The problem is that I would like to find a way to name my private field, and choose a different name for my database column. I would like to name my property _barId
and still choose BarId
as my column name in my database.
Is this possible?
I have tried renaming the field in my Foo
class and specifying my (now non-conventionally-named) foreign key _barId
in my EntityTypeConfiguration
builder.HasOne(x => x.Bar).WithMany().HasForeignKey("_barId");
But this resulted in EF still generating a BarId
column, without using it as foreign key to the Bar
table...
migrationBuilder.CreateTable(
name: "Foos",
columns: table => new
{
Id = table.Column<int>(nullable: false)
.Annotation("SqlServer:ValueGenerationStrategy", SqlServerValueGenerationStrategy.IdentityColumn),
BarId = table.Column<int>(nullable: true),
_barId = table.Column<int>(nullable: false)
},
constraints: table =>
{
table.PrimaryKey("PK_Foos", x => x.Id);
table.ForeignKey(
name: "FK_Foos_Bars__barId",
column: x => x._barId,
principalTable: "Bars",
principalColumn: "Id",
onDelete: ReferentialAction.Cascade);
});
First off, EF maps database columns and FKs to entity properties, not fields.
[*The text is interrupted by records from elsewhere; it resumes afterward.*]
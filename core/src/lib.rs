pub mod import;
pub mod mastery;
pub mod practice;
pub mod scheduler;
pub mod session;
pub mod stats;
pub mod store;
pub mod sync;

use chrono::{DateTime, Duration, Utc};
use serde::{Deserialize, Serialize};
use thiserror::Error;
use uuid::Uuid;

pub use mastery::MasteryEngine;
pub use practice::{PracticeOutcome, QuickPractice};
pub use session::{
    AnswerOutcome, Advance, Answer, PresentationMode, Question, SessionCoordinator, SessionMode,
    Stage,
};
pub use store::{InMemoryStore, StoreError, StoreResult, WordStore};

pub type WordId = Uuid;
pub type CourseId = Uuid;

#[derive(Debug, Clone, Serialize, Deserialize, PartialEq, Eq)]
pub struct Course {
    pub id: CourseId,
    pub title: String,
    pub description: Option<String>,
    pub created_at: DateTime<Utc>,
}

#[derive(Debug, Clone, Serialize, Deserialize, PartialEq, Eq)]
pub struct Word {
    pub id: WordId,
    pub course_id: CourseId,
    pub word: String,
    pub pinyin: String,
    pub definition: String,
    pub example: Option<String>,
    pub audio_ref: Option<String>,
}

/// Per-word learning progress. Created all-default alongside its word and
/// only ever mutated by [`MasteryEngine`], the difficulty toggle, or review
/// confirmation.
#[derive(Debug, Clone, Default, Serialize, Deserialize, PartialEq, Eq)]
pub struct LearningState {
    pub is_learned: bool,
    pub is_difficult: bool,
    pub consecutive_correct: u32,
    pub error_count: u32,
    pub last_reviewed: Option<DateTime<Utc>>,
    pub next_due_at: Option<DateTime<Utc>>,
    pub review_interval_index: usize,
}

impl LearningState {
    /// Builds a state from raw stored counters, clamping anything negative to
    /// zero.
    pub fn from_raw(
        is_learned: bool,
        is_difficult: bool,
        consecutive_correct: i64,
        error_count: i64,
        last_reviewed: Option<DateTime<Utc>>,
        next_due_at: Option<DateTime<Utc>>,
        review_interval_index: i64,
    ) -> Self {
        Self {
            is_learned,
            is_difficult,
            consecutive_correct: clamp_counter(consecutive_correct),
            error_count: clamp_counter(error_count),
            last_reviewed,
            next_due_at,
            review_interval_index: review_interval_index.max(0) as usize,
        }
    }

    pub fn is_due(&self, now: DateTime<Utc>) -> bool {
        self.is_learned && self.next_due_at.is_some_and(|due| due <= now)
    }
}

fn clamp_counter(value: i64) -> u32 {
    value.clamp(0, u32::MAX as i64) as u32
}

/// A word together with its learning state, the unit every store returns.
#[derive(Debug, Clone, Serialize, Deserialize, PartialEq, Eq)]
pub struct StudyWord {
    pub word: Word,
    pub state: LearningState,
}

impl StudyWord {
    pub fn id(&self) -> WordId {
        self.word.id
    }
}

/// Content of a word that has not been stored yet.
#[derive(Debug, Clone, Serialize, Deserialize, PartialEq, Eq)]
pub struct NewWord {
    pub word: String,
    pub pinyin: String,
    pub definition: String,
    pub example: Option<String>,
    pub audio_ref: Option<String>,
}

impl NewWord {
    pub fn into_word(self, course_id: CourseId) -> Word {
        Word {
            id: Uuid::new_v4(),
            course_id,
            word: self.word,
            pinyin: self.pinyin,
            definition: self.definition,
            example: self.example,
            audio_ref: self.audio_ref,
        }
    }
}

#[derive(Debug, Error, PartialEq, Eq)]
pub enum ConfigError {
    #[error("mastery_threshold must be at least 1")]
    ZeroMasteryThreshold,
    #[error("auto_flag_threshold must be at least 1")]
    ZeroAutoFlagThreshold,
    #[error("interval_ladder_hours must contain at least one step")]
    EmptyLadder,
}

#[derive(Debug, Clone, Serialize, Deserialize, PartialEq, Eq)]
#[serde(default)]
pub struct MasteryConfig {
    pub mastery_threshold: u32,
    pub difficulty_clear_threshold: u32,
    pub auto_flag_threshold: u32,
    pub interval_ladder_hours: Vec<u32>,
}

impl Default for MasteryConfig {
    fn default() -> Self {
        Self {
            mastery_threshold: 5,
            difficulty_clear_threshold: 1,
            auto_flag_threshold: 3,
            interval_ladder_hours: vec![4, 24, 72, 168, 336, 720],
        }
    }
}

impl MasteryConfig {
    pub fn validate(&self) -> Result<(), ConfigError> {
        if self.mastery_threshold == 0 {
            return Err(ConfigError::ZeroMasteryThreshold);
        }
        if self.auto_flag_threshold == 0 {
            return Err(ConfigError::ZeroAutoFlagThreshold);
        }
        if self.interval_ladder_hours.is_empty() {
            return Err(ConfigError::EmptyLadder);
        }
        Ok(())
    }

    pub fn interval(&self, index: usize) -> Duration {
        let last = self.interval_ladder_hours.len().saturating_sub(1);
        let hours = self
            .interval_ladder_hours
            .get(index.min(last))
            .copied()
            .unwrap_or(0);
        Duration::hours(hours.into())
    }

    pub fn max_interval_index(&self) -> usize {
        self.interval_ladder_hours.len().saturating_sub(1)
    }
}

#[derive(Debug, Clone, Serialize, Deserialize, PartialEq, Eq)]
#[serde(default)]
pub struct SessionConfig {
    pub session_size: usize,
    pub practice_seconds: u64,
    pub practice_questions: usize,
    pub review_limit: usize,
    pub choice_count: usize,
}

impl Default for SessionConfig {
    fn default() -> Self {
        Self {
            session_size: 10,
            practice_seconds: 60,
            practice_questions: 50,
            review_limit: 20,
            choice_count: 4,
        }
    }
}

#[cfg(test)]
mod tests {
    use super::*;

    #[test]
    fn raw_counters_are_clamped() {
        let state = LearningState::from_raw(false, false, -3, -1, None, None, -2);
        assert_eq!(state.consecutive_correct, 0);
        assert_eq!(state.error_count, 0);
        assert_eq!(state.review_interval_index, 0);
    }

    #[test]
    fn interval_saturates_at_last_step() {
        let config = MasteryConfig::default();
        assert_eq!(config.interval(0), Duration::hours(4));
        assert_eq!(config.interval(99), Duration::hours(720));
    }

    #[test]
    fn validate_rejects_empty_ladder() {
        let config = MasteryConfig {
            interval_ladder_hours: Vec::new(),
            ..MasteryConfig::default()
        };
        assert_eq!(config.validate(), Err(ConfigError::EmptyLadder));
    }

    #[test]
    fn partial_config_falls_back_to_defaults() {
        let config: SessionConfig = serde_json::from_str(r#"{"session_size": 4}"#).unwrap();
        assert_eq!(config.session_size, 4);
        assert_eq!(config.practice_questions, 50);
    }
}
The properties can be real or as in your case - shadow.
So the following line:
builder.HasOne(x => x.Bar).WithMany().HasForeignKey("BarId");
maps the Bar
-> Foo
relationship FK to a Foo
shadow property called BarId
and should stay as it is.
You use the Property
method to configure the property type, backing field, column name, type and other attributes. For instance:
builder.Property<int>("BarId") // or int? etc.
.HasField("_barId")
.HasColumnName("BarId"); // or BazId or whatever you like
Just make sure you use one and the same property name when defining it and when specifying the FK. You can also use Entry(entity).Property(propertyName)
to get/set the value, mark it as modified etc. as well as EF.Property(entity, propertyName
) to access it inside LINQ to Entities queries.